§ **REQUIREMENT**
The line with "non-blocking reset started", the line with "fn error_message(&self) -> String;", and all lines between them in the material below: return these exactly, and no others.

§ **SUPPLIED RECORDS**
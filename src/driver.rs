//! 阻塞式数据库驱动的接口。
//! The interface of the blocking database driver.
//!
//! The client does not speak any wire protocol. It drives a driver that
//! exposes non-blocking polling primitives (`connect_poll`, `consume_input`,
//! `is_busy`, ...) next to ordinary blocking calls, the way libpq does.
//!
//! 客户端不实现任何线路协议。它驱动一个同时提供非阻塞轮询原语和普通阻塞调用的驱动，
//! 就像 libpq 那样。

use crate::config::ConnectParams;
use bytes::Bytes;
use std::{os::fd::RawFd, rc::Rc};
use thiserror::Error;

pub mod fetch;

pub use fetch::{BlockingLastResult, FetchResult, LastResult};

/// The outcome of one `connect_poll` / `reset_poll` step.
/// 一次 `connect_poll` / `reset_poll` 步骤的结果。
#[derive(Debug, Clone, Copy, PartialEq, Eq)]
pub enum PollStatus {
    /// Wait until the socket is readable, then poll again.
    Reading,
    /// Wait until the socket is writable, then poll again.
    Writing,
    Ok,
    Failed,
}

/// Connection health as reported by the driver.
/// 驱动报告的连接健康状态。
#[derive(Debug, Clone, Copy, PartialEq, Eq)]
pub enum ConnStatus {
    Ok,
    Bad,
    /// A connect or reset is in progress.
    Started,
}

/// Transaction state of the session, as reported by the driver.
#[derive(Debug, Clone, Copy, PartialEq, Eq, Default)]
pub enum TransactionStatus {
    #[default]
    Idle,
    /// A command is in flight.
    Active,
    InTransaction,
    InError,
    Unknown,
}

impl TransactionStatus {
    /// Returns `true` if a transaction block was open.
    pub fn in_transaction(self) -> bool {
        matches!(
            self,
            TransactionStatus::Active | TransactionStatus::InTransaction | TransactionStatus::InError
        )
    }
}

/// Broad categories of driver failures.
/// 驱动失败的大致分类。
#[derive(Debug, Clone, Copy, PartialEq, Eq)]
pub enum DriverErrorKind {
    /// The connection to the server is broken.
    ConnectionBad,
    /// A command could not be sent to the server.
    UnableToSend,
    /// The server rejected a command (syntax error, constraint violation, ...).
    Server,
    /// The driver was called incorrectly.
    Usage,
}

/// An error reported by the driver.
/// 驱动报告的错误。
#[derive(Debug, Clone, PartialEq, Eq, Error)]
#[error("{message}")]
pub struct DriverError {
    pub kind: DriverErrorKind,
    pub message: String,
    /// The five-character SQLSTATE code, when the server supplied one.
    pub sqlstate: Option<String>,
}

impl DriverError {
    pub fn new(kind: DriverErrorKind, message: impl Into<String>) -> Self {
        Self {
            kind,
            message: message.into(),
            sqlstate: None,
        }
    }

    pub fn connection_bad(message: impl Into<String>) -> Self {
        Self::new(DriverErrorKind::ConnectionBad, message)
    }

    pub fn unable_to_send(message: impl Into<String>) -> Self {
        Self::new(DriverErrorKind::UnableToSend, message)
    }

    /// A server-side error with its SQLSTATE.
    pub fn server(sqlstate: impl Into<String>, message: impl Into<String>) -> Self {
        Self {
            kind: DriverErrorKind::Server,
            message: message.into(),
            sqlstate: Some(sqlstate.into()),
        }
    }
}

/// Decides whether a driver error means the connection itself is lost.
///
/// Only such errors are eligible for auto-reconnect; everything else is
/// surfaced to the caller unchanged.
///
/// 判断驱动错误是否意味着连接本身已丢失。只有此类错误才有资格自动重连。
pub type ErrorClassifier = Rc<dyn Fn(&DriverError) -> bool>;

/// The default classification: broken-connection and unable-to-send errors,
/// plus any SQLSTATE of class `08` (connection exception).
pub fn is_connection_error(err: &DriverError) -> bool {
    matches!(
        err.kind,
        DriverErrorKind::ConnectionBad | DriverErrorKind::UnableToSend
    ) || err.sqlstate.as_deref().is_some_and(|s| s.starts_with("08"))
}

/// A raw parameter value; `None` is SQL `NULL`.
pub type Param = Option<Bytes>;

/// One result row of raw field values; `None` is SQL `NULL`.
pub type Row = Vec<Option<Bytes>>;

/// The final result of a command.
/// 命令的最终结果。
#[derive(Debug, Clone, PartialEq, Eq, Default)]
pub struct QueryResult {
    pub columns: Vec<String>,
    pub rows: Vec<Row>,
    /// Command completion tag, e.g. `SELECT 3`.
    pub command_tag: String,
}

impl QueryResult {
    pub fn len(&self) -> usize {
        self.rows.len()
    }

    pub fn is_empty(&self) -> bool {
        self.rows.is_empty()
    }

    pub fn get(&self, row: usize, column: usize) -> Option<&[u8]> {
        self.rows.get(row)?.get(column)?.as_deref()
    }

    /// Returns a field as UTF-8 text, if present and valid.
    pub fn text(&self, row: usize, column: usize) -> Option<&str> {
        std::str::from_utf8(self.get(row, column)?).ok()
    }
}

/// A blocking driver connection with non-blocking polling primitives.
///
/// 带有非阻塞轮询原语的阻塞式驱动连接。
pub trait Driver {
    /// Advances a non-blocking connect started by [`Connector::connect_start`].
    fn connect_poll(&mut self) -> PollStatus;

    /// Starts a non-blocking reset of this connection.
    fn reset_start(&mut self) -> Result<(), DriverError>;

    /// Advances a non-blocking reset started by `reset_start`.
    fn reset_poll(&mut self) -> PollStatus;

    /// Resets the connection, blocking until done.
    fn reset(&mut self) -> Result<(), DriverError>;

    fn status(&self) -> ConnStatus;

    fn transaction_status(&self) -> TransactionStatus;

    /// The last error message the driver produced.
    fn error_message(&self) -> String;

    /// The raw socket descriptor of the connection.
    fn socket(&self) -> RawFd;

    fn send_query(&mut self, sql: &str, params: &[Param]) -> Result<(), DriverError>;

    fn send_prepare(&mut self, name: &str, sql: &str) -> Result<(), DriverError>;

    fn send_query_prepared(&mut self, name: &str, params: &[Param]) -> Result<(), DriverError>;

    /// Reads whatever input is available on the socket without blocking.
    fn consume_input(&mut self) -> Result<(), DriverError>;

    /// Returns `true` while a command's result is still incomplete.
    fn is_busy(&self) -> bool;

    /// Collects the results of the current command and returns the last one.
    fn get_last_result(&mut self) -> Result<QueryResult, DriverError>;

    /// Blocks until the current command is no longer busy.
    fn block(&mut self) -> Result<(), DriverError>;

    fn exec(&mut self, sql: &str, params: &[Param]) -> Result<QueryResult, DriverError>;

    fn prepare(&mut self, name: &str, sql: &str) -> Result<QueryResult, DriverError>;

    fn exec_prepared(&mut self, name: &str, params: &[Param]) -> Result<QueryResult, DriverError>;

    /// Forcibly closes the socket. The connection stays unusable until reset.
    fn close_socket(&mut self);

    /// Closes the connection for good.
    fn finish(&mut self);
}

/// Opens driver connections.
/// 打开驱动连接。
pub trait Connector {
    /// Starts a non-blocking connect; continue with [`Driver::connect_poll`].
    fn connect_start(&self, params: &ConnectParams) -> Result<Box<dyn Driver>, DriverError>;

    /// Connects, blocking until the connection is established or has failed.
    fn connect(&self, params: &ConnectParams) -> Result<Box<dyn Driver>, DriverError>;
}

/// One query-family command: a plain query, a prepare, or the execution of a
/// prepared statement.
///
/// The asynchronous and blocking paths dispatch every variant through the
/// same code; only the driver primitive differs.
///
/// 一个查询类命令：普通查询、预备语句或执行预备语句。异步和阻塞路径都通过同一段代码分发，
/// 只有驱动原语不同。
#[derive(Debug, Clone, PartialEq, Eq)]
pub enum Command {
    Exec { sql: String, params: Vec<Param> },
    Prepare { name: String, sql: String },
    ExecPrepared { name: String, params: Vec<Param> },
}

impl Command {
    pub fn exec(sql: impl Into<String>, params: Vec<Param>) -> Self {
        Command::Exec {
            sql: sql.into(),
            params,
        }
    }

    pub fn prepare(name: impl Into<String>, sql: impl Into<String>) -> Self {
        Command::Prepare {
            name: name.into(),
            sql: sql.into(),
        }
    }

    pub fn exec_prepared(name: impl Into<String>, params: Vec<Param>) -> Self {
        Command::ExecPrepared {
            name: name.into(),
            params,
        }
    }

    /// A short name for logging.
    pub fn kind(&self) -> &'static str {
        match self {
            Command::Exec { .. } => "exec",
            Command::Prepare { .. } => "prepare",
            Command::ExecPrepared { .. } => "exec_prepared",
        }
    }

    /// Dispatches the command without waiting for its result.
    pub fn send(&self, driver: &mut dyn Driver) -> Result<(), DriverError> {
        match self {
            Command::Exec { sql, params } => driver.send_query(sql, params),
            Command::Prepare { name, sql } => driver.send_prepare(name, sql),
            Command::ExecPrepared { name, params } => driver.send_query_prepared(name, params),
        }
    }

    /// Runs the command with the driver's blocking call.
    pub fn run_blocking(&self, driver: &mut dyn Driver) -> Result<QueryResult, DriverError> {
        match self {
            Command::Exec { sql, params } => driver.exec(sql, params),
            Command::Prepare { name, sql } => driver.prepare(name, sql),
            Command::ExecPrepared { name, params } => driver.exec_prepared(name, params),
        }
    }
}

/// Builds a text parameter.
pub fn text_param(value: impl Into<String>) -> Param {
    Some(Bytes::from(value.into()))
}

§ **EXERCISE SOLUTION**
    /// Advances a non-blocking reset started by `reset_start`.
    fn reset_poll(&mut self) -> PollStatus;

    /// Resets the connection, blocking until done.
    fn reset(&mut self) -> Result<(), DriverError>;

    fn status(&self) -> ConnStatus;

    fn transaction_status(&self) -> TransactionStatus;

    /// The last error message the driver produced.
    fn error_message(&self) -> String;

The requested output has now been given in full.